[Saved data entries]
○ ○ ○

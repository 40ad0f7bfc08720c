//! Configuration loader
//!
//! Loads gateway and logging configuration from environment variables or
//! files.
//!
//! ## Loading Strategy
//! 1. First, attempts to load from environment variables
//! 2. If the base URL is not set, falls back to loading from file
//! 3. Searches multiple paths for config files
//! 4. Supports JSON and TOML formats
//!
//! ## Environment Variables
//! - `SALESTRAIL_API_BASE_URL`: Backend base URL (required for env loading)
//! - `SALESTRAIL_API_TIMEOUT_SECS`: Request timeout in seconds (default 30)
//! - `SALESTRAIL_API_TOKEN`: Bearer token; also overrides a file-loaded token
//! - `SALESTRAIL_LOG_LEVEL`: Default log filter (default `info`)
//! - `SALESTRAIL_LOG_JSON`: Emit JSON log lines (true/false)
//!
//! ## File Locations
//! The loader searches `config.{json,toml}` and `salestrail.{json,toml}` in the
//! current directory and its two parents, then next to the executable.

use std::path::{Path, PathBuf};

use salestrail_domain::{Config, GatewayConfig, LoggingConfig, Result, SalesTrailError};

use crate::gateway::validate_base_url;

const ENV_BASE_URL: &str = "SALESTRAIL_API_BASE_URL";
const ENV_TIMEOUT: &str = "SALESTRAIL_API_TIMEOUT_SECS";
const ENV_TOKEN: &str = "SALESTRAIL_API_TOKEN";
const ENV_LOG_LEVEL: &str = "SALESTRAIL_LOG_LEVEL";
const ENV_LOG_JSON: &str = "SALESTRAIL_LOG_JSON";

const FILE_NAMES: [&str; 4] = ["config.json", "config.toml", "salestrail.json", "salestrail.toml"];

/// Load configuration with automatic fallback strategy
///
/// # Errors
/// Returns `SalesTrailError::Config` if neither source yields a valid
/// configuration.
pub fn load() -> Result<Config> {
    match load_from_env() {
        Ok(config) => {
            tracing::info!("Configuration loaded from environment variables");
            Ok(config)
        }
        Err(e) => {
            tracing::debug!(error = ?e, "Failed to load from environment, trying file");
            load_from_file(None)
        }
    }
}

/// Load configuration from environment variables
///
/// # Errors
/// Returns `SalesTrailError::Config` if the base URL is missing or any value
/// is invalid.
pub fn load_from_env() -> Result<Config> {
    let base_url = env_var(ENV_BASE_URL)?;
    let timeout_secs = match std::env::var(ENV_TIMEOUT) {
        Ok(raw) => raw.trim().parse::<u64>().map_err(|e| {
            SalesTrailError::Config(format!("Invalid {ENV_TIMEOUT} value {raw:?}: {e}"))
        })?,
        Err(_) => GatewayConfig::default().timeout_secs,
    };

    let defaults = LoggingConfig::default();
    let config = Config {
        gateway: GatewayConfig { base_url, timeout_secs, auth_token: env_token() },
        logging: LoggingConfig {
            level: std::env::var(ENV_LOG_LEVEL).unwrap_or(defaults.level),
            json: env_bool(ENV_LOG_JSON, defaults.json),
        },
    };

    validate(&config)?;
    Ok(config)
}

/// Load configuration from a file
///
/// If `path` is `None`, searches the standard locations. A token set in
/// `SALESTRAIL_API_TOKEN` takes precedence over one in the file.
///
/// # Errors
/// Returns `SalesTrailError::Config` if no file is found, it cannot be
/// parsed, or its values are invalid.
pub fn load_from_file(path: Option<PathBuf>) -> Result<Config> {
    let config_path = match path {
        Some(p) => {
            if !p.exists() {
                return Err(SalesTrailError::Config(format!(
                    "Config file not found: {}",
                    p.display()
                )));
            }
            p
        }
        None => find_config_path().ok_or_else(|| {
            SalesTrailError::Config(
                "No config file found in any of the standard locations".to_string(),
            )
        })?,
    };

    tracing::info!(path = %config_path.display(), "Loading configuration from file");

    let contents = std::fs::read_to_string(&config_path)
        .map_err(|e| SalesTrailError::Config(format!("Failed to read config file: {}", e)))?;

    let mut config = parse_config(&contents, &config_path)?;
    if let Some(token) = env_token() {
        config.gateway.auth_token = Some(token);
    }

    validate(&config)?;
    Ok(config)
}

/// Parse configuration from string content, detecting the format by
/// extension.
fn parse_config(contents: &str, path: &Path) -> Result<Config> {
    let extension = path.extension().and_then(|e| e.to_str()).unwrap_or("json");

    match extension {
        "toml" => toml::from_str(contents)
            .map_err(|e| SalesTrailError::Config(format!("Invalid TOML format: {}", e))),
        "json" => serde_json::from_str(contents)
            .map_err(|e| SalesTrailError::Config(format!("Invalid JSON format: {}", e))),
        _ => Err(SalesTrailError::Config(format!("Unsupported config format: {}", extension))),
    }
}

fn validate(config: &Config) -> Result<()> {
    validate_base_url(&config.gateway.base_url)?;
    if config.gateway.timeout_secs == 0 {
        return Err(SalesTrailError::Config("timeout_secs must be greater than zero".into()));
    }
    Ok(())
}

/// Search the standard locations for a configuration file
///
/// # Returns
/// The first config file found, or `None` if no file exists.
pub fn find_config_path() -> Option<PathBuf> {
    let mut dirs = Vec::new();

    if let Ok(cwd) = std::env::current_dir() {
        dirs.extend([cwd.clone(), cwd.join(".."), cwd.join("../..")]);
    }

    if let Ok(exe_path) = std::env::current_exe() {
        if let Some(exe_dir) = exe_path.parent() {
            dirs.push(exe_dir.to_path_buf());
        }
    }

    dirs.iter()
        .flat_map(|dir| FILE_NAMES.iter().map(move |name| dir.join(name)))
        .find(|path| path.exists())
}

fn env_var(key: &str) -> Result<String> {
    std::env::var(key)
        .ok()
        .filter(|value| !value.trim().is_empty())
        .ok_or_else(|| {
            SalesTrailError::Config(format!("Missing required environment variable: {}", key))
        })
}

fn env_token() -> Option<String> {
    std::env::var(ENV_TOKEN).ok().filter(|token| !token.trim().is_empty())
}

/// Parse boolean from environment variable
///
/// Accepts: `1`/`0`, `true`/`false`, `yes`/`no`, `on`/`off` (case-insensitive)
fn env_bool(key: &str, default: bool) -> bool {
    std::env::var(key)
        .ok()
        .map(|s| matches!(s.to_ascii_lowercase().as_str(), "1" | "true" | "yes" | "on"))
        .unwrap_or(default)
}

○ ○ ○

Would you please copy out every line of the data exactly?

Result of the exercise:
repository 40ad0f7bfc08720c
//! Configuration loader
//!
//! Loads gateway and logging configuration from environment variables or
//! files.
//!
//! ## Loading Strategy
//! 1. First, attempts to load from environment variables
//! 2. If the base URL is not set, falls back to loading from file
//! 3. Searches multiple paths for config files
//! 4. Supports JSON and TOML formats
//!
//! ## Environment Variables
//! - `SALESTRAIL_API_BASE_URL`: Backend base URL (required for env loading)
//! - `SALESTRAIL_API_TIMEOUT_SECS`: Request timeout in seconds (default 30)
//! - `SALESTRAIL_API_TOKEN`: Bearer token; also overrides a file-loaded token
//! - `SALESTRAIL_LOG_LEVEL`: Default log filter (default `info`)
//! - `SALESTRAIL_LOG_JSON`: Emit JSON log lines (true/false)
//!
//! ## File Locations
//! The loader searches `config.{json,toml}` and `salestrail.{json,toml}` in the
//! current directory and its two parents, then next to the executable.

use std::path::{Path, PathBuf};

use salestrail_domain::{Config, GatewayConfig, LoggingConfig, Result, SalesTrailError};

use crate::gateway::validate_base_url;

const ENV_BASE_URL: &str = "SALESTRAIL_API_BASE_URL";
const ENV_TIMEOUT: &str = "SALESTRAIL_API_TIMEOUT_SECS";
const ENV_TOKEN: &str = "SALESTRAIL_API_TOKEN";
const ENV_LOG_LEVEL: &str = "SALESTRAIL_LOG_LEVEL";
const ENV_LOG_JSON: &str = "SALESTRAIL_LOG_JSON";

const FILE_NAMES: [&str; 4] = ["config.json", "config.toml", "salestrail.json", "salestrail.toml"];

/// Load configuration with automatic fallback strategy
///
/// # Errors
/// Returns `SalesTrailError::Config` if neither source yields a valid
/// configuration.
pub fn load() -> Result<Config> {
    match load_from_env() {
        Ok(config) => {
            tracing::info!("Configuration loaded from environment variables");
            Ok(config)
        }
        Err(e) => {
            tracing::debug!(error = ?e, "Failed to load from environment, trying file");
            load_from_file(None)
        }
    }
}

/// Load configuration from environment variables
///
/// # Errors
/// Returns `SalesTrailError::Config` if the base URL is missing or any value
/// is invalid.
pub fn load_from_env() -> Result<Config> {
    let base_url = env_var(ENV_BASE_URL)?;
    let timeout_secs = match std::env::var(ENV_TIMEOUT) {
        Ok(raw) => raw.trim().parse::<u64>().map_err(|e| {
            SalesTrailError::Config(format!("Invalid {ENV_TIMEOUT} value {raw:?}: {e}"))
        })?,
        Err(_) => GatewayConfig::default().timeout_secs,
    };

    let defaults = LoggingConfig::default();
    let config = Config {
        gateway: GatewayConfig { base_url, timeout_secs, auth_token: env_token() },
        logging: LoggingConfig {
            level: std::env::var(ENV_LOG_LEVEL).unwrap_or(defaults.level),
            json: env_bool(ENV_LOG_JSON, defaults.json),
        },
    };

    validate(&config)?;
    Ok(config)
}

/// Load configuration from a file
///
/// If `path` is `None`, searches the standard locations. A token set in
/// `SALESTRAIL_API_TOKEN` takes precedence over one in the file.
///
/// # Errors
/// Returns `SalesTrailError::Config` if no file is found, it cannot be
/// parsed, or its values are invalid.
pub fn load_from_file(path: Option<PathBuf>) -> Result<Config> {
    let config_path = match path {
        Some(p) => {
            if !p.exists() {
                return Err(SalesTrailError::Config(format!(
                    "Config file not found: {}",
                    p.display()
                )));
            }
            p
        }
        None => find_config_path().ok_or_else(|| {
            SalesTrailError::Config(
                "No config file found in any of the standard locations".to_string(),
            )
        })?,
    };

    tracing::info!(path = %config_path.display(), "Loading configuration from file");

    let contents = std::fs::read_to_string(&config_path)
        .map_err(|e| SalesTrailError::Config(format!("Failed to read config file: {}", e)))?;

    let mut config = parse_config(&contents, &config_path)?;
    if let Some(token) = env_token() {
        config.gateway.auth_token = Some(token);
    }

    validate(&config)?;
    Ok(config)
}

/// Parse configuration from string content, detecting the format by
/// extension.
fn parse_config(contents: &str, path: &Path) -> Result<Config> {
    let extension = path.extension().and_then(|e| e.to_str()).unwrap_or("json");

    match extension {
        "toml" => toml::from_str(contents)
            .map_err(|e| SalesTrailError::Config(format!("Invalid TOML format: {}", e))),
        "json" => serde_json::from_str(contents)
            .map_err(|e| SalesTrailError::Config(format!("Invalid JSON format: {}", e))),
        _ => Err(SalesTrailError::Config(format!("Unsupported config format: {}", extension))),
    }
}

fn validate(config: &Config) -> Result<()> {
    validate_base_url(&config.gateway.base_url)?;
    if config.gateway.timeout_secs == 0 {
        return Err(SalesTrailError::Config("timeout_secs must be greater than zero".into()));
    }
    Ok(())
}

/// Search the standard locations for a configuration file
///
/// # Returns
/// The first config file found, or `None` if no file exists.
pub fn find_config_path() -> Option<PathBuf> {
    let mut dirs = Vec::new();

    if let Ok(cwd) = std::env::current_dir() {
        dirs.extend([cwd.clone(), cwd.join(".."), cwd.join("../..")]);
    }

    if let Ok(exe_path) = std::env::current_exe() {
        if let Some(exe_dir) = exe_path.parent() {
            dirs.push(exe_dir.to_path_buf());
        }
    }

    dirs.iter()
        .flat_map(|dir| FILE_NAMES.iter().map(move |name| dir.join(name)))
        .find(|path| path.exists())
}

fn env_var(key: &str) -> Result<String> {
    std::env::var(key)
        .ok()
        .filter(|value| !value.trim().is_empty())
        .ok_or_else(|| {
            SalesTrailError::Config(format!("Missing required environment variable: {}", key))
        })
}

fn env_token() -> Option<String> {
    std::env::var(ENV_TOKEN).ok().filter(|token| !token.trim().is_empty())
}

/// Parse boolean from environment variable
///
/// Accepts: `1`/`0`, `true`/`false`, `yes`/`no`, `on`/`off` (case-insensitive)
fn env_bool(key: &str, default: bool) -> bool {
    std::env::var(key)
        .ok()
        .map(|s| matches!(s.to_ascii_lowercase().as_str(), "1" | "true" | "yes" | "on"))
        .unwrap_or(default)
}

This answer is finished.